##### The data #####

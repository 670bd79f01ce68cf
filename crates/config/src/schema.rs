//! Config schema with serde defaults for every field.

use std::path::PathBuf;

use serde::{Deserialize, Serialize};

#[derive(Debug, Clone, Default, Serialize, Deserialize, PartialEq)]
#[serde(default, rename_all = "camelCase")]
pub struct EmberdashConfig {
    pub server: ServerConfig,
    /// Overrides the platform data dir when set.
    pub data_dir: Option<PathBuf>,
    pub signer: SignerConfig,
    pub prices: PricesConfig,
    pub schedule: ScheduleConfig,
}

#[derive(Debug, Clone, Serialize, Deserialize, PartialEq)]
#[serde(default, rename_all = "camelCase")]
pub struct ServerConfig {
    pub bind: String,
    pub port: u16,
}

impl Default for ServerConfig {
    fn default() -> Self {
        Self {
            bind: "127.0.0.1".to_string(),
            port: 5870,
        }
    }
}

/// External wallet-signing service.
#[derive(Debug, Clone, Default, Serialize, Deserialize, PartialEq)]
#[serde(default, rename_all = "camelCase")]
pub struct SignerConfig {
    /// Base URL of the signing service. Scheduled burns fail with a
    /// configuration error until this is set.
    pub url: Option<String>,
    /// Burn to the 0x…0369 vanity address instead of the dead address.
    pub resonant_369: bool,
}

#[derive(Debug, Clone, Serialize, Deserialize, PartialEq)]
#[serde(default, rename_all = "camelCase")]
pub struct PricesConfig {
    pub base_url: String,
    pub cache_ttl_secs: u64,
}

impl Default for PricesConfig {
    fn default() -> Self {
        Self {
            base_url: "https://api.coinbase.com".to_string(),
            cache_ttl_secs: 60,
        }
    }
}

#[derive(Debug, Clone, Default, Serialize, Deserialize, PartialEq)]
#[serde(default, rename_all = "camelCase")]
pub struct ScheduleConfig {
    /// Optional bound on the external signing call. Unset waits
    /// indefinitely.
    pub invoke_timeout_secs: Option<u64>,
}

#[allow(clippy::unwrap_used, clippy::expect_used)]
#[cfg(test)]
mod tests {
    use super::*;

    #[test]
    fn test_defaults() {
        let cfg = EmberdashConfig::default();
        assert_eq!(cfg.server.bind, "127.0.0.1");
        assert_eq!(cfg.server.port, 5870);
        assert!(cfg.signer.url.is_none());
        assert!(!cfg.signer.resonant_369);
        assert_eq!(cfg.prices.cache_ttl_secs, 60);
        assert!(cfg.schedule.invoke_timeout_secs.is_none());
    }

    #[test]
    fn test_partial_toml_fills_defaults() {
        let cfg: EmberdashConfig = toml::from_str(
            r#"
            [server]
            port = 9000
            "#,
        )
        .unwrap();
        assert_eq!(cfg.server.port, 9000);
        assert_eq!(cfg.server.bind, "127.0.0.1");
        assert_eq!(cfg.prices.base_url, "https://api.coinbase.com");
    }
}
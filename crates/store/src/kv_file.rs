//! File-backed key-value store with atomic writes.

use std::path::PathBuf;

use {async_trait::async_trait, serde_json::Value, tokio::fs};

use crate::{
    Result,
    kv::{KvStore, validate_key},
};

/// One `<key>.json` file per key under a data directory. Writes go to a temp
/// file and are renamed over the target, keeping a `.bak` of the previous
/// version.
pub struct FileKvStore {
    dir: PathBuf,
}

impl FileKvStore {
    pub fn new(dir: PathBuf) -> Self {
        Self { dir }
    }

    fn path_for(&self, key: &str) -> PathBuf {
        self.dir.join(format!("{key}.json"))
    }

    async fn ensure_dir(&self) -> Result<()> {
        fs::create_dir_all(&self.dir).await?;
        Ok(())
    }
}

#[async_trait]
impl KvStore for FileKvStore {
    async fn get(&self, key: &str) -> Result<Option<Value>> {
        validate_key(key)?;
        let path = self.path_for(key);
        if !fs::try_exists(&path).await.unwrap_or(false) {
            return Ok(None);
        }
        let data = fs::read_to_string(&path).await?;
        Ok(Some(serde_json::from_str(&data)?))
    }

    async fn set(&self, key: &str, value: Value) -> Result<()> {
        validate_key(key)?;
        self.ensure_dir().await?;
        let path = self.path_for(key);
        let json = serde_json::to_string_pretty(&value)?;
        let tmp = path.with_extension("json.tmp");

        fs::write(&tmp, json.as_bytes()).await?;

        // Backup existing file.
        if fs::try_exists(&path).await.unwrap_or(false) {
            let bak = path.with_extension("json.bak");
            let _ = fs::rename(&path, &bak).await;
        }

        fs::rename(&tmp, &path).await?;
        Ok(())
    }

    async fn remove(&self, key: &str) -> Result<()> {
        validate_key(key)?;
        let path = self.path_for(key);
        if fs::try_exists(&path).await.unwrap_or(false) {
            fs::remove_file(&path).await?;
        }
        Ok(())
    }
}
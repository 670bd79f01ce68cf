//! Gateway: HTTP API over the dashboard services.
//!
//! Lifecycle:
//! 1. Load config, resolve the data dir
//! 2. Wire stores, registries, and the burn scheduler with its live
//!    collaborators (wallet lookup, signing client)
//! 3. Start the burn poller
//! 4. Serve the REST API
//!
//! Domain logic lives in the other crates; this one adapts them to HTTP and
//! to each other.

pub mod expense_routes;
pub mod price_routes;
pub mod schedule_routes;
pub mod server;
pub mod signer;
pub mod state;
pub mod wallet_lookup;
pub mod wallet_routes;
//! Next-occurrence computation and the due-check gate.

use chrono::{DateTime, Datelike, Days, NaiveDate, TimeZone, Utc};

use crate::{
    error::{Error, Result},
    types::{BurnSchedule, TimeOfDay},
};

/// Tolerance after a scheduled occurrence during which it is still fireable.
/// Must stay ≥ the poll interval (60 s) and far below the 7-day gap between
/// occurrences.
pub const EXECUTION_WINDOW_MS: u64 = 5 * 60 * 1000;

/// Compute the next occurrence (epoch millis) of a weekly
/// (day-of-week, time-of-day) pair, relative to `now_ms`.
///
/// The candidate is placed on the current date in the resolved timezone with
/// seconds zeroed. If the target weekday already passed this week, or it is
/// today but the candidate is strictly in the past, the occurrence moves one
/// week out. A candidate equal to `now_ms` to the millisecond fires today.
pub fn next_occurrence_ms(
    day_of_week: u8,
    time: TimeOfDay,
    tz: Option<&str>,
    now_ms: u64,
) -> Result<u64> {
    if day_of_week > 6 {
        return Err(Error::invalid_schedule(format!(
            "day of week out of range: {day_of_week}"
        )));
    }
    match tz {
        None => next_in_tz(Utc, day_of_week, time, now_ms),
        Some(name) => {
            let tz: chrono_tz::Tz = name
                .parse()
                .map_err(|_| Error::unknown_timezone(name))?;
            next_in_tz(tz, day_of_week, time, now_ms)
        },
    }
}

fn next_in_tz<Z: TimeZone>(tz: Z, day_of_week: u8, time: TimeOfDay, now_ms: u64) -> Result<u64> {
    let now = DateTime::from_timestamp_millis(now_ms as i64)
        .ok_or_else(|| Error::invalid_schedule(format!("timestamp out of range: {now_ms}")))?
        .with_timezone(&tz);
    let today = now.date_naive();

    let candidate_ms = wall_clock_ms(&tz, today, time)?;
    let current_dow = i64::from(now.weekday().num_days_from_sunday());
    let mut days_until = i64::from(day_of_week) - current_dow;

    if days_until < 0 || (days_until == 0 && candidate_ms < now_ms) {
        days_until += 7;
    }
    if days_until == 0 {
        return Ok(candidate_ms);
    }

    let target = today
        .checked_add_days(Days::new(days_until as u64))
        .ok_or_else(|| Error::invalid_schedule("date overflow"))?;
    wall_clock_ms(&tz, target, time)
}

/// Resolve a (date, time-of-day) pair in `tz` to epoch millis.
fn wall_clock_ms<Z: TimeZone>(tz: &Z, date: NaiveDate, time: TimeOfDay) -> Result<u64> {
    let naive = date
        .and_hms_opt(u32::from(time.hour), u32::from(time.minute), 0)
        .ok_or_else(|| Error::invalid_schedule(format!("invalid time of day: {time}")))?;

    if let Some(dt) = tz.from_local_datetime(&naive).earliest() {
        return Ok(dt.timestamp_millis() as u64);
    }
    // DST gap: the wall-clock minute never happens that day; shift one hour
    // forward.
    let shifted = naive + chrono::Duration::hours(1);
    tz.from_local_datetime(&shifted)
        .earliest()
        .map(|dt| dt.timestamp_millis() as u64)
        .ok_or_else(|| Error::invalid_schedule(format!("unresolvable local time: {naive}")))
}

/// Whether the schedule's next occurrence falls within the execution window
/// of `now_ms`. Always false when the schedule is disabled.
#[must_use]
pub fn is_due(schedule: &BurnSchedule, now_ms: u64) -> bool {
    if !schedule.enabled {
        return false;
    }
    match now_ms.checked_sub(schedule.next_scheduled_ms) {
        Some(delta) => delta < EXECUTION_WINDOW_MS,
        None => false,
    }
}

/// Milliseconds until the next occurrence (zero once it has arrived).
#[must_use]
pub fn ms_until_next(schedule: &BurnSchedule, now_ms: u64) -> u64 {
    schedule.next_scheduled_ms.saturating_sub(now_ms)
}

/// Human-readable countdown, coarsest two units.
#[must_use]
pub fn format_until(ms: u64) -> String {
    let minutes = ms / 60_000;
    let hours = minutes / 60;
    let days = hours / 24;

    if days > 0 {
        format!("{days}d {}h", hours % 24)
    } else if hours > 0 {
        format!("{hours}h {}m", minutes % 60)
    } else if minutes > 0 {
        format!("{minutes}m")
    } else {
        "less than a minute".to_string()
    }
}

/// English weekday name for a 0 = Sunday index.
#[must_use]
pub fn day_name(day_of_week: u8) -> &'static str {
    match day_of_week {
        0 => "Sunday",
        1 => "Monday",
        2 => "Tuesday",
        3 => "Wednesday",
        4 => "Thursday",
        5 => "Friday",
        6 => "Saturday",
        _ => "Unknown",
    }
}
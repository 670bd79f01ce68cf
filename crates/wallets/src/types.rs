//! Wallet record types.

use serde::{Deserialize, Serialize};

/// How a wallet entered the registry.
#[derive(Debug, Clone, Copy, Serialize, Deserialize, PartialEq, Eq)]
#[serde(rename_all = "lowercase")]
pub enum WalletKind {
    Metamask,
    Coinbase,
    /// Watch-only address added by hand.
    Manual,
}

/// A tracked wallet. `balance` is a decimal-as-string, refreshed by callers
/// that talk to the chain; the registry itself never fetches.
#[derive(Debug, Clone, Serialize, Deserialize, PartialEq)]
#[serde(rename_all = "camelCase")]
pub struct Wallet {
    pub id: String,
    pub address: String,
    pub balance: String,
    pub label: String,
    pub kind: WalletKind,
    pub is_connected: bool,
}

/// Input for registering a wallet (id is assigned by the registry).
#[derive(Debug, Clone, Serialize, Deserialize)]
#[serde(rename_all = "camelCase")]
pub struct WalletCreate {
    pub address: String,
    #[serde(default)]
    pub balance: Option<String>,
    pub label: String,
    pub kind: WalletKind,
    #[serde(default)]
    pub is_connected: bool,
}

#[allow(clippy::unwrap_used, clippy::expect_used)]
#[cfg(test)]
mod tests {
    use super::*;

    #[test]
    fn test_wallet_roundtrip() {
        let wallet = Wallet {
            id: "wallet_1".into(),
            address: "0x0000000000000000000000000000000000000001".into(),
            balance: "1.5".into(),
            label: "Main".into(),
            kind: WalletKind::Metamask,
            is_connected: true,
        };
        let json = serde_json::to_string(&wallet).unwrap();
        assert!(json.contains("\"kind\":\"metamask\""));
        assert!(json.contains("isConnected"));
        let back: Wallet = serde_json::from_str(&json).unwrap();
        assert_eq!(wallet, back);
    }
}
//! CRUD over the stored wallet list.

use std::sync::Arc;

use {emberdash_store::KvStore, tracing::info, uuid::Uuid};

use crate::{
    Result,
    error::Error,
    types::{Wallet, WalletCreate, WalletKind},
};

pub const WALLETS_KEY: &str = "dashboard_wallets";

pub struct WalletRegistry {
    kv: Arc<dyn KvStore>,
}

impl WalletRegistry {
    pub fn new(kv: Arc<dyn KvStore>) -> Self {
        Self { kv }
    }

    pub async fn list(&self) -> Result<Vec<Wallet>> {
        match self.kv.get(WALLETS_KEY).await? {
            Some(value) => Ok(serde_json::from_value(value)?),
            None => Ok(Vec::new()),
        }
    }

    /// Register a wallet. Addresses are unique case-insensitively.
    pub async fn add(&self, create: WalletCreate) -> Result<Wallet> {
        if !is_valid_eth_address(&create.address) {
            return Err(Error::invalid_address(&create.address));
        }

        let mut wallets = self.list().await?;
        if wallets
            .iter()
            .any(|w| w.address.eq_ignore_ascii_case(&create.address))
        {
            return Err(Error::duplicate_address(&create.address));
        }

        let wallet = Wallet {
            id: format!("wallet_{}", Uuid::new_v4()),
            address: create.address,
            balance: create.balance.unwrap_or_else(|| "0".to_string()),
            label: create.label,
            kind: create.kind,
            is_connected: create.is_connected,
        };
        wallets.push(wallet.clone());
        self.save(&wallets).await?;

        info!(id = %wallet.id, label = %wallet.label, "wallet added");
        Ok(wallet)
    }

    /// Register a watch-only address.
    pub async fn add_manual(&self, address: &str, label: &str) -> Result<Wallet> {
        self.add(WalletCreate {
            address: address.to_string(),
            balance: None,
            label: label.to_string(),
            kind: WalletKind::Manual,
            is_connected: false,
        })
        .await
    }

    pub async fn remove(&self, id: &str) -> Result<()> {
        let mut wallets = self.list().await?;
        let before = wallets.len();
        wallets.retain(|w| w.id != id);
        if wallets.len() == before {
            return Err(Error::not_found(id));
        }
        self.save(&wallets).await?;
        info!(id, "wallet removed");
        Ok(())
    }

    pub async fn update_label(&self, id: &str, label: &str) -> Result<Wallet> {
        self.update(id, |w| w.label = label.to_string()).await
    }

    pub async fn update_balance(&self, id: &str, balance: &str) -> Result<Wallet> {
        self.update(id, |w| w.balance = balance.to_string()).await
    }

    pub async fn find(&self, id: &str) -> Result<Option<Wallet>> {
        Ok(self.list().await?.into_iter().find(|w| w.id == id))
    }

    /// Sum of all cached balances, 4 fractional digits.
    pub async fn total_balance(&self) -> Result<String> {
        let total: f64 = self
            .list()
            .await?
            .iter()
            .map(|w| w.balance.parse::<f64>().unwrap_or(0.0))
            .sum();
        Ok(format!("{total:.4}"))
    }

    async fn update<F: FnOnce(&mut Wallet)>(&self, id: &str, f: F) -> Result<Wallet> {
        let mut wallets = self.list().await?;
        let wallet = wallets
            .iter_mut()
            .find(|w| w.id == id)
            .ok_or_else(|| Error::not_found(id))?;
        f(wallet);
        let updated = wallet.clone();
        self.save(&wallets).await?;
        Ok(updated)
    }

    async fn save(&self, wallets: &[Wallet]) -> Result<()> {
        self.kv
            .set(WALLETS_KEY, serde_json::to_value(wallets)?)
            .await?;
        Ok(())
    }
}

/// `0x` followed by exactly 40 hex digits.
fn is_valid_eth_address(address: &str) -> bool {
    address.len() == 42
        && address.starts_with("0x")
        && address[2..].chars().all(|c| c.is_ascii_hexdigit())
}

#####

What needs to be done:
Only the lines with "signing" are needed; find them in the records and copy each one.

Response:
/// External wallet-signing service.
    /// Base URL of the signing service. Scheduled burns fail with a
    /// Optional bound on the external signing call. Unset waits
//!    collaborators (wallet lookup, signing client)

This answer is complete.